This guide explains in plain English the role of peer work in a public health response. We explain peer work in plain language first, and then provide information about how this fits into the W3 Framework.
Looking through a W3 lens
In each section like this, you will find information about how what we are talking about fits into the W3 Framework — the outcome of a process we call ‘looking through a W3 lens’.
You could skip these sections if you would prefer to read just the plain-language information. However, you can use these sections to help you understand how the W3 Framework works or how to use it to help describe peer work.

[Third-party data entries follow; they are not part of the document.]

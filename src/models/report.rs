//! Position report and outbound message rendering.

use serde::{Deserialize, Serialize};

use crate::error::AppError;
use crate::models::{ListMetadata, MessagesConfig};

/// Result of one applicant lookup.
#[derive(Debug, Clone, Serialize, Deserialize, PartialEq, Eq)]
pub struct PositionReport {
    /// Applicant code that was looked up
    pub code: String,

    /// 1-based rank within the eligible subset
    pub rank: usize,

    /// Number of eligible applicants on the list
    pub eligible_count: usize,

    /// Minimum score within the seat count
    pub cutoff_score: u32,

    #[serde(flatten)]
    pub metadata: ListMetadata,
}

impl PositionReport {
    /// Rank against the seat count, e.g. "69/107".
    pub fn position(&self) -> String {
        format!("{}/{}", self.rank, self.metadata.seats)
    }

    /// Whether the applicant currently falls within the seat count.
    pub fn within_seats(&self) -> bool {
        self.rank <= self.metadata.seats as usize
    }

    /// Marker rendered for `{within}`.
    fn within_mark(&self) -> &'static str {
        if self.within_seats() { "✅" } else { "⚠️" }
    }

    /// Format the report using a template.
    ///
    /// Supported placeholders:
    /// - `{code}`, `{position}`, `{rank}`, `{seats}`, `{eligible}`
    /// - `{cutoff}`, `{date}`, `{time}`, `{program}`
    /// - `{within}`: ✅ inside the seat count, ⚠️ outside it
    pub fn format(&self, template: &str) -> String {
        template
            .replace("{code}", &self.code)
            .replace("{position}", &self.position())
            .replace("{rank}", &self.rank.to_string())
            .replace("{seats}", &self.metadata.seats.to_string())
            .replace("{eligible}", &self.eligible_count.to_string())
            .replace("{cutoff}", &self.cutoff_score.to_string())
            .replace("{date}", &self.metadata.date)
            .replace("{time}", &self.metadata.time)
            .replace("{program}", &self.metadata.program)
            .replace("{within}", self.within_mark())
    }
}

impl MessagesConfig {
    /// Reply to an interactive lookup.
    pub fn lookup_reply(&self, code: &str, result: &Result<PositionReport, AppError>) -> String {
        match result {
            Ok(report) => report.format(&self.position),
            Err(e) => fill_error(&self.lookup_error, code, e),
        }
    }

    /// Notification sent to a subscriber after the list changed.
    pub fn update_notice(&self, code: &str, result: &Result<PositionReport, AppError>) -> String {
        match result {
            Ok(report) => self.update.replace("{report}", &report.format(&self.position)),
            Err(e) => self.update_failure(code, e),
        }
    }

    /// Notification sent when the updated list could not be read.
    pub fn update_failure(&self, code: &str, error: &AppError) -> String {
        fill_error(&self.update_error, code, error)
    }

    /// Acknowledgement for a subscribe request.
    pub fn subscribe_reply(&self, code: &str, already: bool, interval_secs: u64) -> String {
        let template = if already {
            &self.already_subscribed
        } else {
            &self.subscribed
        };
        template
            .replace("{code}", code)
            .replace("{interval_min}", &(interval_secs / 60).max(1).to_string())
    }

    /// Acknowledgement for an unsubscribe request.
    pub fn unsubscribe_reply(&self, was_subscribed: bool) -> String {
        if was_subscribed {
            self.unsubscribed.clone()
        } else {
            self.not_subscribed.clone()
        }
    }
}

fn fill_error(template: &str, code: &str, error: &AppError) -> String {
    template
        .replace("{code}", code)
        .replace("{error}", &error.to_string())
}

#[cfg(test)]
mod tests {
    use super::*;

    fn sample_report() -> PositionReport {
        PositionReport {
            code: "3838475".to_string(),
            rank: 69,
            eligible_count: 240,
            cutoff_score: 251,
            metadata: ListMetadata {
                seats: 107,
                date: "31.07.2025".to_string(),
                time: "10:01:01".to_string(),
                program: "09.03.02 Информационные системы".to_string(),
            },
        }
    }

    #[test]
    fn test_position() {
        let report = sample_report();
        assert_eq!(report.position(), "69/107");
        assert!(report.within_seats());
    }

    #[test]
    fn test_format() {
        let report = sample_report();
        let result = report.format("[{code}] {position} >= {cutoff} ({date} {time})");
        assert_eq!(result, "[3838475] 69/107 >= 251 (31.07.2025 10:01:01)");
    }

    #[test]
    fn test_within_placeholder() {
        let mut report = sample_report();
        assert_eq!(report.format("{position} {within}"), "69/107 ✅");

        report.rank = 108;
        assert!(!report.within_seats());
        assert_eq!(report.format("{position} {within}"), "108/107 ⚠️");
    }

    #[test]
    fn test_update_notice_wraps_report() {
        let messages = MessagesConfig::default();
        let text = messages.update_notice("3838475", &Ok(sample_report()));
        assert!(text.contains("69/107"));
        assert!(text.contains("251"));
    }

    #[test]
    fn test_error_messages_carry_code_and_reason() {
        let messages = MessagesConfig::default();
        let err = Err(AppError::rank_not_found("3838475"));
        let text = messages.update_notice("3838475", &err);
        assert!(text.contains("3838475"));
        let text = messages.lookup_reply("3838475", &Err(AppError::NoDataFound));
        assert!(text.contains(&AppError::NoDataFound.to_string()));
    }

    #[test]
    fn test_subscribe_reply_interval() {
        let messages = MessagesConfig {
            subscribed: "{code} every {interval_min}".to_string(),
            ..MessagesConfig::default()
        };
        assert_eq!(messages.subscribe_reply("12", false, 300), "12 every 5");
        assert_eq!(messages.subscribe_reply("12", false, 10), "12 every 1");
    }
}
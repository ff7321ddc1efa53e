//! Outbound delivery capability.

use async_trait::async_trait;

use crate::error::Result;
use crate::models::RecipientId;

/// Delivers a plain text payload to a recipient.
///
/// Implemented by the transport layer (chat bot, webhook, ...).
#[async_trait]
pub trait Notifier: Send + Sync {
    async fn deliver(&self, recipient: RecipientId, text: &str) -> Result<()>;
}

/// Prints deliveries to stdout. Used by the CLI for local runs.
#[derive(Debug, Default, Clone, Copy)]
pub struct ConsoleNotifier;

#[async_trait]
impl Notifier for ConsoleNotifier {
    async fn deliver(&self, recipient: RecipientId, text: &str) -> Result<()> {
        log::info!("Delivering update to recipient {}", recipient);
        println!("── to {} ──\n{}\n", recipient, text);
        Ok(())
    }
}
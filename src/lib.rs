pub mod config;
pub mod document;
pub mod enrich;
pub mod thumbnail;

/// Convenience re-exports for embedders.
pub mod prelude {
    pub use crate::config::{FileConfig, Settings};
    pub use crate::document::{MediaEntry, Record};
    pub use crate::enrich::{enrich_record, enrich_records, Enrichment};
    pub use crate::thumbnail::{derive_thumbnail, SlideHost};
    pub use crate::{process_file, run, FileReport};
}

use anyhow::Result;
use std::fmt;
use std::path::{Path, PathBuf};

use crate::config::Settings;
use crate::enrich::enrich_records;

/// Outcome of processing one document.
#[derive(Debug, Clone, PartialEq)]
pub struct FileReport {
    pub path: PathBuf,
    pub updated: usize,
    pub written: bool,
}

impl fmt::Display for FileReport {
    fn fmt(&self, f: &mut fmt::Formatter<'_>) -> fmt::Result {
        let verb = if self.written { "Updated" } else { "Would update" };
        write!(f, "{} {} WSI thumbnail paths in {}", verb, self.updated, self.path.display())
    }
}

/// Load, enrich and (unless `dry_run`) rewrite a single document in place.
pub fn process_file(path: &Path, indent: usize, dry_run: bool) -> Result<FileReport> {
    let records = document::load(path)?;
    let enriched = enrich_records(records);
    if !dry_run {
        document::save(path, &enriched.records, indent)?;
    }
    Ok(FileReport { path: path.to_path_buf(), updated: enriched.updated, written: !dry_run })
}

/// Process every configured file in order, printing a report line after each.
/// Stops at the first failing file.
pub fn run(settings: &Settings) -> Result<Vec<FileReport>> {
    let mut reports = Vec::with_capacity(settings.files.len());
    for path in &settings.files {
        let report = process_file(path, settings.indent, settings.dry_run)?;
        println!("{}", report);
        reports.push(report);
    }
    Ok(reports)
}
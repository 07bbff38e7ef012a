use crate::document::{Record, MEDIA_COLLECTIONS};
use crate::thumbnail::derive_thumbnail;

/// Result of one enrichment pass over a document.
#[derive(Debug, Clone, PartialEq)]
pub struct Enrichment {
    pub records: Vec<Record>,
    pub updated: usize,
}

/// Annotate every record, returning the updated records and how many entries gained a thumbnail.
pub fn enrich_records(records: Vec<Record>) -> Enrichment {
    let mut updated = 0;
    let records = records
        .into_iter()
        .map(|record| {
            let (record, n) = enrich_record(record);
            updated += n;
            record
        })
        .collect();
    Enrichment { records, updated }
}

/// Fill in `path` on WSI entries of `media` then `related_figures`.
///
/// Entries that aren't WSI, have no usable URL, already carry a thumbnail,
/// or point at an unknown host are left as they are. An entry listed in both
/// collections is handled once per occurrence.
pub fn enrich_record(mut record: Record) -> (Record, usize) {
    let mut updated = 0;
    for collection in MEDIA_COLLECTIONS {
        for mut entry in record.entries_mut(collection) {
            if !entry.is_wsi() || entry.has_thumbnail() {
                continue;
            }
            let Some(url) = entry.source_url() else {
                tracing::trace!(collection, "wsi entry without url");
                continue;
            };
            let Some((host, thumbnail)) = derive_thumbnail(url) else {
                tracing::trace!(collection, url, "no thumbnail for url");
                continue;
            };
            tracing::debug!(collection, host = host.name(), %thumbnail, "annotated wsi entry");
            entry.set_thumbnail(thumbnail);
            updated += 1;
        }
    }
    (record, updated)
}
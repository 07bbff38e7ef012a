use clap::Parser;
use std::path::PathBuf;

/// Fill in thumbnail paths for whole-slide-image media entries
#[derive(Parser, Debug)]
#[command(name = "slide-thumbs", version)]
#[command(about = "Derive WSI thumbnail URLs in a JSON media document", long_about = None)]
pub struct Cli {
    /// JSON documents to rewrite in place (defaults to Skin_Global_Leaf_Optimized.json)
    #[arg(value_name = "FILE")]
    pub files: Vec<PathBuf>,

    /// Report what would change without writing
    #[arg(long)]
    pub dry_run: bool,

    /// Indentation width of the written JSON (0-16)
    #[arg(long, value_name = "N", value_parser = clap::value_parser!(u8).range(0..=16))]
    pub indent: Option<u8>,

    /// Settings file (TOML)
    #[arg(short, long, value_name = "PATH")]
    pub config: Option<PathBuf>,
}
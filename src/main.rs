mod cli;

use anyhow::Result;
use clap::Parser;
use tracing_subscriber::EnvFilter;

use cli::Cli;
use slide_thumbs::config::{FileConfig, Settings};

const LOG_ENV: &str = "SLIDE_THUMBS_LOG";

fn main() -> Result<()> {
    // stdout carries the report lines; logs go to stderr
    let filter = EnvFilter::try_from_env(LOG_ENV).unwrap_or_else(|_| EnvFilter::new("warn"));
    tracing_subscriber::fmt()
        .with_env_filter(filter)
        .with_writer(std::io::stderr)
        .init();

    let cli = Cli::parse();
    let file_cfg = FileConfig::locate(cli.config.as_deref())?;
    let settings = Settings::resolve(cli.files, cli.indent.map(usize::from), cli.dry_run, file_cfg)?;
    slide_thumbs::run(&settings)?;
    Ok(())
}
use anyhow::{bail, Context, Result};
use serde::{Deserialize, Serialize};
use serde_json::ser::PrettyFormatter;
use serde_json::{Map, Value};
use std::fs;
use std::path::Path;

/// Media collections walked on every record, in this order.
pub const MEDIA_COLLECTIONS: [&str; 2] = ["media", "related_figures"];

pub const DEFAULT_INDENT: usize = 4;
pub const MAX_INDENT: usize = 16;

/// One top-level object of the document. Keys and their order are kept as read.
#[derive(Debug, Clone, PartialEq, Serialize, Deserialize)]
#[serde(transparent)]
pub struct Record(pub Map<String, Value>);

impl Record {
    /// Media entries of the named collection. Non-array collections and
    /// non-object items are passed over.
    pub fn entries_mut<'a>(&'a mut self, collection: &str) -> impl Iterator<Item = MediaEntry<'a>> + 'a {
        self.0
            .get_mut(collection)
            .and_then(Value::as_array_mut)
            .into_iter()
            .flatten()
            .filter_map(|item| item.as_object_mut().map(MediaEntry))
    }
}

/// Typed view over a single media object.
pub struct MediaEntry<'a>(&'a mut Map<String, Value>);

impl MediaEntry<'_> {
    pub fn kind(&self) -> Option<&str> {
        self.0.get("type").and_then(Value::as_str)
    }

    pub fn is_wsi(&self) -> bool {
        self.kind() == Some("wsi")
    }

    /// `url` when set, otherwise `wsi_link`. A set but non-string link yields `None`.
    pub fn source_url(&self) -> Option<&str> {
        self.truthy("url")
            .or_else(|| self.truthy("wsi_link"))
            .and_then(Value::as_str)
    }

    pub fn has_thumbnail(&self) -> bool {
        self.0.get("path").is_some_and(is_truthy)
    }

    pub fn set_thumbnail(&mut self, thumbnail: String) {
        self.0.insert("path".to_string(), Value::String(thumbnail));
    }

    fn truthy(&self, key: &str) -> Option<&Value> {
        self.0.get(key).filter(|v| is_truthy(v))
    }
}

fn is_truthy(value: &Value) -> bool {
    match value {
        Value::Null => false,
        Value::Bool(b) => *b,
        Value::Number(n) => n.as_f64().is_some_and(|f| f != 0.0),
        Value::String(s) => !s.is_empty(),
        Value::Array(a) => !a.is_empty(),
        Value::Object(o) => !o.is_empty(),
    }
}

/// Read `path` as a JSON array of objects.
pub fn load(path: &Path) -> Result<Vec<Record>> {
    let raw = fs::read_to_string(path)
        .with_context(|| format!("failed to read {}", path.display()))?;
    let records: Vec<Record> = serde_json::from_str(&raw)
        .with_context(|| format!("failed to parse {} as a JSON array of objects", path.display()))?;
    tracing::info!(file = %path.display(), records = records.len(), "loaded document");
    Ok(records)
}

/// Serialise the document with `indent` spaces per level, at most [`MAX_INDENT`].
pub fn to_pretty_string(records: &[Record], indent: usize) -> Result<String> {
    if indent > MAX_INDENT {
        bail!("indent {indent} is out of range (0..={MAX_INDENT})");
    }
    let pad = " ".repeat(indent);
    let mut buf = Vec::new();
    let mut ser = serde_json::Serializer::with_formatter(&mut buf, PrettyFormatter::with_indent(pad.as_bytes()));
    records.serialize(&mut ser)?;
    Ok(String::from_utf8(buf)?)
}

/// Overwrite `path` with the pretty-printed document.
pub fn save(path: &Path, records: &[Record], indent: usize) -> Result<()> {
    let body = to_pretty_string(records, indent)?;
    fs::write(path, body).with_context(|| format!("failed to write {}", path.display()))?;
    tracing::info!(file = %path.display(), records = records.len(), "saved document");
    Ok(())
}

To get the most out of these sections, it helps to be familiar with the W3 Framework and the W3 Functions.
What is peer work?
Before we begin, it’s important to clarify what we mean by ‘peer work’ on this site. We also explain some of the other terms we use to help us talk about peer work.
Here is what we mean by the terms: peer work, peer response, peer, and peer worker.
Peer work and peer responses
These terms refer to the work that is done and the entities that do it.
When we talk about peer work, we mean work that is all of the following:
- Part of an organised community response within a broader overall public health response
- Organised by members of marginalised, vulnerable, or ‘at-risk’ communities (peers)
- Developed and led by peers (or at least involving strong and authentic participatory processes, and consultation with and leadership from peers)
- Carried out by peers (or a mix of peers and non-peers)
- Undertaken with the purpose of improving the wellbeing of the communities that the peers come from
We use peer responses as an umbrella term to refer to any of the following:
- Peer movements
- Peer-led organisations
- Peer programs
- Any other peer interventions or activities (such as peer support or peer education)
Peers and peer workers
These terms refer to the humans who do the work.
Although there is some debate about how to define ‘peer’, for our purposes, a peer is someone who both:
- Considers themselves a member of a community
- Is recognised by that community as one of its members
This two-way relationship is very important in peer work, as we will show later.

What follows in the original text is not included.